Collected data
>>>
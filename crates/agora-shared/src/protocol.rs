use serde::{Deserialize, Serialize};
use serde_json::Value;

use crate::error::ProtocolError;
use crate::types::{ChatId, Message, UserId};

/// Envelope types the client understands on the push channel.
const INBOUND_TYPES: [&str; 4] = ["message", "typing", "stop_typing", "presence_update"];

/// Envelopes received from the push channel.
#[derive(Debug, Clone, Serialize, Deserialize, PartialEq, Eq)]
#[serde(tag = "type", rename_all = "snake_case")]
pub enum InboundEnvelope {
    /// A newly persisted chat message (also echoed back to its sender)
    Message(Message),

    /// The remote user started typing
    Typing(TypingSignal),

    /// The remote user stopped typing
    StopTyping(TypingSignal),

    /// Someone came online or went offline
    PresenceUpdate(PresenceUpdate),
}

/// Addressing of a `typing` / `stop_typing` envelope.
#[derive(Debug, Clone, Serialize, Deserialize, PartialEq, Eq)]
#[serde(rename_all = "camelCase")]
pub struct TypingSignal {
    pub chat_id: ChatId,
    #[serde(default, skip_serializing_if = "Option::is_none")]
    pub receiver_id: Option<UserId>,
    pub sender_id: UserId,
    #[serde(default, skip_serializing_if = "Option::is_none")]
    pub sender_name: Option<String>,
}

/// `presence_update` carries no payload.
#[derive(Debug, Clone, Default, Serialize, Deserialize, PartialEq, Eq)]
pub struct PresenceUpdate {}

/// A message as sent by the client; the server assigns id, sender and time.
#[derive(Debug, Clone, Serialize, Deserialize, PartialEq, Eq)]
#[serde(rename_all = "camelCase")]
pub struct OutgoingMessage {
    pub chat_id: ChatId,
    pub receiver_id: UserId,
    pub message: String,
}

/// Envelopes sent over the push channel.
#[derive(Debug, Clone, Serialize, Deserialize, PartialEq, Eq)]
#[serde(tag = "type", rename_all = "snake_case")]
pub enum OutboundEnvelope {
    Message(OutgoingMessage),
    Typing(TypingSignal),
    StopTyping(TypingSignal),
}

impl InboundEnvelope {
    /// Decode a text frame.
    ///
    /// Frames without a `type`, with a `type` this client does not know, or
    /// whose payload does not match the type are rejected.
    pub fn parse(text: &str) -> Result<Self, ProtocolError> {
        let value: Value = serde_json::from_str(text)?;
        let kind = value
            .get("type")
            .and_then(Value::as_str)
            .ok_or(ProtocolError::MissingType)?;

        if !INBOUND_TYPES.contains(&kind) {
            return Err(ProtocolError::UnknownType(kind.to_string()));
        }

        Ok(serde_json::from_value(value)?)
    }

    /// Wire name of the envelope type, for diagnostics.
    pub fn kind(&self) -> &'static str {
        match self {
            Self::Message(_) => "message",
            Self::Typing(_) => "typing",
            Self::StopTyping(_) => "stop_typing",
            Self::PresenceUpdate(_) => "presence_update",
        }
    }
}

impl OutboundEnvelope {
    pub fn to_json(&self) -> Result<String, ProtocolError> {
        Ok(serde_json::to_string(self)?)
    }

    pub fn kind(&self) -> &'static str {
        match self {
            Self::Message(_) => "message",
            Self::Typing(_) => "typing",
            Self::StopTyping(_) => "stop_typing",
        }
    }
}
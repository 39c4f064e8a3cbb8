// Network layer: the WebSocket push channel and the HTTP pull endpoints.

pub mod api;
pub mod connection;
pub mod error;

pub use api::{ChatApi, HttpChatApi};
pub use connection::{ConnectionEvent, ConnectionManager, EnvelopeSink};
pub use error::NetError;
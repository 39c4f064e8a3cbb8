//! Persistence of the conversation activity documents.

use rusqlite::{params, OptionalExtension};
use serde::de::DeserializeOwned;
use serde::Serialize;

use agora_shared::constants::{
    KEY_CONVERSATION_ORDER, KEY_LAST_MESSAGE_TIMES, KEY_USER_HAS_MESSAGES,
};

use crate::database::Database;
use crate::error::Result;
use crate::models::ActivitySnapshot;

impl Database {
    /// Load the activity documents. Missing documents come back empty.
    pub fn load_activity(&self) -> Result<ActivitySnapshot> {
        Ok(ActivitySnapshot {
            conversation_order: self.get_json(KEY_CONVERSATION_ORDER)?.unwrap_or_default(),
            user_has_messages: self.get_json(KEY_USER_HAS_MESSAGES)?.unwrap_or_default(),
            last_message_times: self.get_json(KEY_LAST_MESSAGE_TIMES)?.unwrap_or_default(),
        })
    }

    /// Write all three activity documents in one transaction.
    pub fn save_activity(&self, snapshot: &ActivitySnapshot) -> Result<()> {
        let tx = self.conn().unchecked_transaction()?;
        put_json(&tx, KEY_CONVERSATION_ORDER, &snapshot.conversation_order)?;
        put_json(&tx, KEY_USER_HAS_MESSAGES, &snapshot.user_has_messages)?;
        put_json(&tx, KEY_LAST_MESSAGE_TIMES, &snapshot.last_message_times)?;
        tx.commit()?;

        tracing::debug!(
            tracked = snapshot.conversation_order.len(),
            "activity saved"
        );
        Ok(())
    }

    fn get_json<T: DeserializeOwned>(&self, key: &str) -> Result<Option<T>> {
        let raw: Option<String> = self
            .conn()
            .query_row("SELECT value FROM kv WHERE key = ?1", params![key], |row| {
                row.get(0)
            })
            .optional()?;

        match raw {
            Some(text) => Ok(Some(serde_json::from_str(&text)?)),
            None => Ok(None),
        }
    }
}

fn put_json<T: Serialize>(conn: &rusqlite::Connection, key: &str, value: &T) -> Result<()> {
    let text = serde_json::to_string(value)?;
    conn.execute(
        "INSERT INTO kv (key, value, updated_at)
         VALUES (?1, ?2, strftime('%Y-%m-%dT%H:%M:%fZ', 'now'))
         ON CONFLICT(key) DO UPDATE SET value = excluded.value, updated_at = excluded.updated_at",
        params![key, text],
    )?;
    Ok(())
}

#[cfg(test)]
mod tests {
    use super::*;

    fn sample() -> ActivitySnapshot {
        let mut snapshot = ActivitySnapshot {
            conversation_order: vec!["b".into(), "a".into()],
            ..Default::default()
        };
        snapshot.user_has_messages.insert("a".into(), true);
        snapshot.user_has_messages.insert("b".into(), true);
        snapshot
            .last_message_times
            .insert("b".into(), "2024-05-01T10:00:00Z".into());
        snapshot
    }

    #[test]
    fn empty_database_loads_default() {
        let db = Database::open_in_memory().unwrap();
        assert_eq!(db.load_activity().unwrap(), ActivitySnapshot::default());
    }

    #[test]
    fn activity_survives_reopen() {
        let dir = tempfile::tempdir().unwrap();
        let path = dir.path().join("activity.db");

        {
            let db = Database::open_at(&path).unwrap();
            db.save_activity(&sample()).unwrap();
        }

        let db = Database::open_at(&path).unwrap();
        assert_eq!(db.load_activity().unwrap(), sample());
    }

    #[test]
    fn save_overwrites_previous_documents() {
        let db = Database::open_in_memory().unwrap();
        db.save_activity(&sample()).unwrap();

        let mut next = sample();
        next.conversation_order = vec!["a".into(), "b".into()];
        db.save_activity(&next).unwrap();

        assert_eq!(db.load_activity().unwrap().conversation_order, vec!["a", "b"]);
    }

    #[test]
    fn documents_are_plain_json() {
        let db = Database::open_in_memory().unwrap();
        db.save_activity(&sample()).unwrap();

        let raw: String = db
            .conn()
            .query_row(
                "SELECT value FROM kv WHERE key = ?1",
                params![KEY_CONVERSATION_ORDER],
                |row| row.get(0),
            )
            .unwrap();
        assert_eq!(raw, r#"["b","a"]"#);
    }
}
<<<
» **What is needed**
From the start of the data to the line that holds "let kind = value", retype each line exactly, with both ends included.

» **Solution**
filename crates/agora-shared/src/protocol.rs
use serde::{Deserialize, Serialize};
use serde_json::Value;

use crate::error::ProtocolError;
use crate::types::{ChatId, Message, UserId};

/// Envelope types the client understands on the push channel.
const INBOUND_TYPES: [&str; 4] = ["message", "typing", "stop_typing", "presence_update"];

/// Envelopes received from the push channel.
#[derive(Debug, Clone, Serialize, Deserialize, PartialEq, Eq)]
#[serde(tag = "type", rename_all = "snake_case")]
pub enum InboundEnvelope {
    /// A newly persisted chat message (also echoed back to its sender)
    Message(Message),

    /// The remote user started typing
    Typing(TypingSignal),

    /// The remote user stopped typing
    StopTyping(TypingSignal),

    /// Someone came online or went offline
    PresenceUpdate(PresenceUpdate),
}

/// Addressing of a `typing` / `stop_typing` envelope.
#[derive(Debug, Clone, Serialize, Deserialize, PartialEq, Eq)]
#[serde(rename_all = "camelCase")]
pub struct TypingSignal {
    pub chat_id: ChatId,
    #[serde(default, skip_serializing_if = "Option::is_none")]
    pub receiver_id: Option<UserId>,
    pub sender_id: UserId,
    #[serde(default, skip_serializing_if = "Option::is_none")]
    pub sender_name: Option<String>,
}

/// `presence_update` carries no payload.
#[derive(Debug, Clone, Default, Serialize, Deserialize, PartialEq, Eq)]
pub struct PresenceUpdate {}

/// A message as sent by the client; the server assigns id, sender and time.
#[derive(Debug, Clone, Serialize, Deserialize, PartialEq, Eq)]
#[serde(rename_all = "camelCase")]
pub struct OutgoingMessage {
    pub chat_id: ChatId,
    pub receiver_id: UserId,
    pub message: String,
}

/// Envelopes sent over the push channel.
#[derive(Debug, Clone, Serialize, Deserialize, PartialEq, Eq)]
#[serde(tag = "type", rename_all = "snake_case")]
pub enum OutboundEnvelope {
    Message(OutgoingMessage),
    Typing(TypingSignal),
    StopTyping(TypingSignal),
}

impl InboundEnvelope {
    /// Decode a text frame.
    ///
    /// Frames without a `type`, with a `type` this client does not know, or
    /// whose payload does not match the type are rejected.
    pub fn parse(text: &str) -> Result<Self, ProtocolError> {
        let value: Value = serde_json::from_str(text)?;
        let kind = value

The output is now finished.